##### Exercise inputs #####

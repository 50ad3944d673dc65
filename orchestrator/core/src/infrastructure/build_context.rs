// Copyright (c) 2026 100monkeys.ai
// SPDX-License-Identifier: AGPL-3.0

//! Per-agent build context directories and their tar packing.

use std::io;
use std::path::{Path, PathBuf};
use tracing::{debug, warn};

use crate::domain::agent::AgentId;
use crate::infrastructure::wrapper_synthesizer::BuildBundle;

/// A build context materialized on disk at `<workspace>/<agent_id>/`.
#[derive(Debug)]
pub struct BuildContext {
    dir: PathBuf,
}

impl BuildContext {
    /// Write the bundle's files into a fresh directory scoped to `agent_id`.
    /// Leftovers from an earlier attempt are discarded first.
    pub async fn materialize(workspace: &Path, agent_id: &AgentId, bundle: &BuildBundle) -> io::Result<Self> {
        let dir = workspace.join(agent_id.as_str());
        if tokio::fs::try_exists(&dir).await? {
            warn!(agent_id = %agent_id, "Removing stale build context at {:?}", dir);
            tokio::fs::remove_dir_all(&dir).await?;
        }
        tokio::fs::create_dir_all(&dir).await?;

        let context = Self { dir };
        for (name, contents) in bundle.files() {
            if let Err(e) = tokio::fs::write(context.dir.join(name), contents).await {
                context.remove().await;
                return Err(e);
            }
        }

        debug!(agent_id = %agent_id, "Materialized build context at {:?}", context.dir);
        Ok(context)
    }

    pub fn path(&self) -> &Path {
        &self.dir
    }

    /// Pack the context as an uncompressed tar archive, the format the Docker
    /// build endpoint expects.
    pub async fn archive(&self) -> io::Result<Vec<u8>> {
        let dir = self.dir.clone();
        tokio::task::spawn_blocking(move || pack_directory(&dir))
            .await
            .map_err(io::Error::other)?
    }

    /// Delete the directory. Best effort: failures are logged, not returned.
    pub async fn remove(&self) {
        match tokio::fs::remove_dir_all(&self.dir).await {
            Ok(()) => debug!("Removed build context {:?}", self.dir),
            Err(e) if e.kind() == io::ErrorKind::NotFound => {}
            Err(e) => warn!("Failed to remove build context {:?}: {}", self.dir, e),
        }
    }
}

fn pack_directory(dir: &Path) -> io::Result<Vec<u8>> {
    let mut builder = tar::Builder::new(Vec::new());
    let mut entries: Vec<_> = std::fs::read_dir(dir)?.collect::<Result<_, _>>()?;
    entries.sort_by_key(|entry| entry.file_name());

    for entry in entries {
        if entry.file_type()?.is_file() {
            builder.append_path_with_name(entry.path(), entry.file_name())?;
        }
    }
    builder.into_inner()
}
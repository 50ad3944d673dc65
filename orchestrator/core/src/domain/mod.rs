// Copyright (c) 2026 100monkeys.ai
// SPDX-License-Identifier: AGPL-3.0
//! Domain
//!
//! Agents, deployments and the container runtime seam. No I/O lives here.
//!
//! # Architecture
//!
//! - **Layer:** Domain Layer
//! - **Purpose:** Types and invariants shared by every other layer

pub mod agent;
pub mod deployment;
pub mod envelope;
pub mod events;
pub mod node_config;
pub mod runtime;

#####

- _Task statement_: Your response should consist of the records, printed exactly.

- _Exercise solution_:
repository 50ad3944d673dc65
filename orchestrator/core/src/infrastructure/build_context.rs
// Copyright (c) 2026 100monkeys.ai
// SPDX-License-Identifier: AGPL-3.0

//! Per-agent build context directories and their tar packing.

use std::io;
use std::path::{Path, PathBuf};
use tracing::{debug, warn};

use crate::domain::agent::AgentId;
use crate::infrastructure::wrapper_synthesizer::BuildBundle;

/// A build context materialized on disk at `<workspace>/<agent_id>/`.
#[derive(Debug)]
pub struct BuildContext {
    dir: PathBuf,
}

impl BuildContext {
    /// Write the bundle's files into a fresh directory scoped to `agent_id`.
    /// Leftovers from an earlier attempt are discarded first.
    pub async fn materialize(workspace: &Path, agent_id: &AgentId, bundle: &BuildBundle) -> io::Result<Self> {
        let dir = workspace.join(agent_id.as_str());
        if tokio::fs::try_exists(&dir).await? {
            warn!(agent_id = %agent_id, "Removing stale build context at {:?}", dir);
            tokio::fs::remove_dir_all(&dir).await?;
        }
        tokio::fs::create_dir_all(&dir).await?;

        let context = Self { dir };
        for (name, contents) in bundle.files() {
            if let Err(e) = tokio::fs::write(context.dir.join(name), contents).await {
                context.remove().await;
                return Err(e);
            }
        }

        debug!(agent_id = %agent_id, "Materialized build context at {:?}", context.dir);
        Ok(context)
    }

    pub fn path(&self) -> &Path {
        &self.dir
    }

    /// Pack the context as an uncompressed tar archive, the format the Docker
    /// build endpoint expects.
    pub async fn archive(&self) -> io::Result<Vec<u8>> {
        let dir = self.dir.clone();
        tokio::task::spawn_blocking(move || pack_directory(&dir))
            .await
            .map_err(io::Error::other)?
    }

    /// Delete the directory. Best effort: failures are logged, not returned.
    pub async fn remove(&self) {
        match tokio::fs::remove_dir_all(&self.dir).await {
            Ok(()) => debug!("Removed build context {:?}", self.dir),
            Err(e) if e.kind() == io::ErrorKind::NotFound => {}
            Err(e) => warn!("Failed to remove build context {:?}: {}", self.dir, e),
        }
    }
}

fn pack_directory(dir: &Path) -> io::Result<Vec<u8>> {
    let mut builder = tar::Builder::new(Vec::new());
    let mut entries: Vec<_> = std::fs::read_dir(dir)?.collect::<Result<_, _>>()?;
    entries.sort_by_key(|entry| entry.file_name());

    for entry in entries {
        if entry.file_type()?.is_file() {
            builder.append_path_with_name(entry.path(), entry.file_name())?;
        }
    }
    builder.into_inner()
}
repository 50ad3944d673dc65
filename orchestrator/core/src/domain/mod.rs
// Copyright (c) 2026 100monkeys.ai
// SPDX-License-Identifier: AGPL-3.0
//! Domain
//!
//! Agents, deployments and the container runtime seam. No I/O lives here.
//!
//! # Architecture
//!
//! - **Layer:** Domain Layer
//! - **Purpose:** Types and invariants shared by every other layer

pub mod agent;
pub mod deployment;
pub mod envelope;
pub mod events;
pub mod node_config;
pub mod runtime;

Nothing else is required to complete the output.